Work task:
From the entries that follow, list every line in which the string "stack" appears.
Record extracts START
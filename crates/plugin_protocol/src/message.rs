// plugin_protocol/src/message.rs
//! Everything that crosses the host/worker boundary.
//!
//! Two correlation scopes share the same port:
//! * the **outer** protocol (`Envelope`), driven by the host: lifecycle
//!   requests go host → worker, `response`/`error`/`ready` come back;
//! * the **nested** protocol (`IpcCallMessage` / `IpcResponseMessage`),
//!   driven by the worker when it calls a host capability.
//!
//! The `log` lane is one-way (worker → host) and carries no id at all.

use schemars::JsonSchema;
use serde::{Deserialize, Serialize};
use serde_json::{Value, json};
use strum_macros::{AsRefStr, Display, EnumString};

use crate::id::generate_id;

pub const LOG_TAG: &str = "log";
pub const IPC_CALL_TAG: &str = "ipc-call";
pub const IPC_RESPONSE_TAG: &str = "ipc-response";

/// Message kinds of the outer (host-initiated) protocol.
#[derive(
    Debug, Clone, Copy, PartialEq, Eq, Hash, EnumString, AsRefStr, Display, Serialize, Deserialize, JsonSchema,
)]
#[serde(rename_all = "camelCase")]
#[strum(serialize_all = "camelCase")]
pub enum MessageType {
    // Lifecycle (host → worker)
    RegisterPlugin,
    UnregisterPlugin,
    InitializePlugins,
    DisposePlugins,
    InvokeExtension,

    // Replies (worker → host)
    Response,
    Error,
    Ready,
}

impl MessageType {
    /// `true` for the kinds a host sends and a worker has to answer.
    pub const fn is_request(&self) -> bool {
        matches!(
            self,
            MessageType::RegisterPlugin
                | MessageType::UnregisterPlugin
                | MessageType::InitializePlugins
                | MessageType::DisposePlugins
                | MessageType::InvokeExtension
        )
    }
}

/// Outer protocol envelope: `{ type, id, payload }`.
#[derive(Debug, Clone, PartialEq, Serialize, Deserialize, JsonSchema)]
pub struct Envelope {
    #[serde(rename = "type")]
    pub kind: MessageType,
    pub id: String,
    #[serde(default)]
    pub payload: Value,
}

/// A failure reported by the other side of the boundary.
///
/// `stack` is whatever diagnostic trace the remote side could produce; it is
/// carried verbatim so the caller can see where the failure happened.
#[derive(Debug, Clone, PartialEq, Eq, Serialize, Deserialize, JsonSchema, thiserror::Error)]
#[error("{message}")]
pub struct RemoteError {
    pub message: String,
    #[serde(default, skip_serializing_if = "Option::is_none")]
    pub stack: Option<String>,
}

#[derive(Debug, Clone, Copy, PartialEq, Eq, Serialize, Deserialize, JsonSchema)]
#[serde(rename_all = "lowercase")]
pub enum LogLevel {
    Info,
    Warn,
    Error,
}

#[derive(Debug, Clone, Copy, PartialEq, Eq, Serialize, Deserialize, JsonSchema)]
pub enum LogTag {
    #[serde(rename = "log")]
    Log,
}

/// One-way log line forwarded from the worker to the host logger.
#[derive(Debug, Clone, PartialEq, Serialize, Deserialize, JsonSchema)]
pub struct LogMessage {
    #[serde(rename = "type")]
    pub tag: LogTag,
    pub level: LogLevel,
    pub message: String,
    #[serde(default, skip_serializing_if = "Option::is_none")]
    pub context: Option<String>,
    #[serde(default, skip_serializing_if = "Option::is_none")]
    pub error: Option<RemoteError>,
}

#[derive(Debug, Clone, Copy, PartialEq, Eq, Serialize, Deserialize, JsonSchema)]
pub enum IpcCallTag {
    #[serde(rename = "ipc-call")]
    IpcCall,
}

#[derive(Debug, Clone, Copy, PartialEq, Eq, Serialize, Deserialize, JsonSchema)]
pub enum IpcResponseTag {
    #[serde(rename = "ipc-response")]
    IpcResponse,
}

/// Worker → host: call the host capability registered under `channel`.
#[derive(Debug, Clone, PartialEq, Serialize, Deserialize, JsonSchema)]
pub struct IpcCallMessage {
    #[serde(rename = "type")]
    pub tag: IpcCallTag,
    pub id: String,
    pub channel: String,
    pub args: Vec<Value>,
}

/// Host → worker: outcome of an `IpcCallMessage` with the same `id`.
/// Exactly one of `result` / `error` is meaningful; a missing `result`
/// without an `error` means the handler returned `null`.
#[derive(Debug, Clone, PartialEq, Serialize, Deserialize, JsonSchema)]
pub struct IpcResponseMessage {
    #[serde(rename = "type")]
    pub tag: IpcResponseTag,
    pub id: String,
    #[serde(default, skip_serializing_if = "Option::is_none")]
    pub result: Option<Value>,
    #[serde(default, skip_serializing_if = "Option::is_none")]
    pub error: Option<String>,
}

// -----------------------------------------------------------------------------
// Lifecycle payloads. The connection never looks inside these; they are here so
// host code and plugin loaders agree on a shape.
// -----------------------------------------------------------------------------

#[derive(Debug, Clone, PartialEq, Serialize, Deserialize, JsonSchema)]
#[serde(rename_all = "camelCase")]
pub struct RegisterPluginParams {
    pub plugin_id: String,
    pub name: String,
    #[serde(default)]
    pub version: String,
    /// Where the loader finds the plugin code (path, module name, ...).
    pub entry: String,
    #[serde(default)]
    pub settings: Value,
}

#[derive(Debug, Clone, PartialEq, Serialize, Deserialize, JsonSchema)]
#[serde(rename_all = "camelCase")]
pub struct UnregisterPluginParams {
    pub plugin_id: String,
}

#[derive(Debug, Clone, PartialEq, Serialize, Deserialize, JsonSchema)]
#[serde(rename_all = "camelCase")]
pub struct InvokeExtensionParams {
    pub plugin_id: String,
    pub extension_point: String,
    #[serde(default)]
    pub args: Vec<Value>,
}

// -----------------------------------------------------------------------------
// Helper constructors
// -----------------------------------------------------------------------------

impl Envelope {
    pub fn new(kind: MessageType, id: impl Into<String>, payload: Value) -> Self {
        Self { kind, id: id.into(), payload }
    }

    /// The one-time handshake a worker sends once its loop is installed.
    pub fn ready() -> Self {
        Self::new(MessageType::Ready, generate_id(Some("ready")), Value::Null)
    }

    pub fn response(id: impl Into<String>, result: Value) -> Self {
        Self::new(MessageType::Response, id, result)
    }

    pub fn error(id: impl Into<String>, err: &RemoteError) -> Self {
        Self::new(MessageType::Error, id, err.to_value())
    }
}

impl RemoteError {
    pub fn new(message: impl Into<String>) -> Self {
        Self { message: message.into(), stack: None }
    }

    pub fn with_stack(mut self, stack: impl Into<String>) -> Self {
        self.stack = Some(stack.into());
        self
    }

    /// Reads `{message, stack?}` out of an `error` payload. Anything that is
    /// not shaped like that still becomes an error, with the raw payload as
    /// its message.
    pub fn from_payload(payload: &Value) -> Self {
        match serde_json::from_value::<RemoteError>(payload.clone()) {
            Ok(err) => err,
            Err(_) => match payload {
                Value::String(message) => RemoteError::new(message.clone()),
                other => RemoteError::new(other.to_string()),
            },
        }
    }

    pub fn to_value(&self) -> Value {
        match &self.stack {
            Some(stack) => json!({ "message": self.message, "stack": stack }),
            None => json!({ "message": self.message }),
        }
    }
}

impl From<anyhow::Error> for RemoteError {
    fn from(err: anyhow::Error) -> Self {
        let stack = err
            .chain()
            .skip(1)
            .map(|cause| format!("caused by: {cause}"))
            .collect::<Vec<_>>();
        let remote = RemoteError::new(err.to_string());
        if stack.is_empty() {
            remote
        } else {
            remote.with_stack(stack.join("\n"))
        }
    }
}

impl LogMessage {
    pub fn new(level: LogLevel, message: impl Into<String>) -> Self {
        Self { tag: LogTag::Log, level, message: message.into(), context: None, error: None }
    }

    pub fn with_context(mut self, context: impl Into<String>) -> Self {
        self.context = Some(context.into());
        self
    }

    pub fn with_error(mut self, error: RemoteError) -> Self {
        self.error = Some(error);
        self
    }
}

impl IpcCallMessage {
    pub fn new(id: impl Into<String>, channel: impl Into<String>, args: Vec<Value>) -> Self {
        Self { tag: IpcCallTag::IpcCall, id: id.into(), channel: channel.into(), args }
    }
}

impl IpcResponseMessage {
    pub fn success(id: impl Into<String>, result: Value) -> Self {
        Self { tag: IpcResponseTag::IpcResponse, id: id.into(), result: Some(result), error: None }
    }

    pub fn failure(id: impl Into<String>, error: impl Into<String>) -> Self {
        Self { tag: IpcResponseTag::IpcResponse, id: id.into(), result: None, error: Some(error.into()) }
    }
}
Record extracts END
Task response:
/// `stack` is whatever diagnostic trace the remote side could produce; it is
    pub stack: Option<String>,
        Self { message: message.into(), stack: None }
    pub fn with_stack(mut self, stack: impl Into<String>) -> Self {
        self.stack = Some(stack.into());
    /// Reads `{message, stack?}` out of an `error` payload. Anything that is
        match &self.stack {
            Some(stack) => json!({ "message": self.message, "stack": stack }),
        let stack = err
        if stack.is_empty() {
            remote.with_stack(stack.join("\n"))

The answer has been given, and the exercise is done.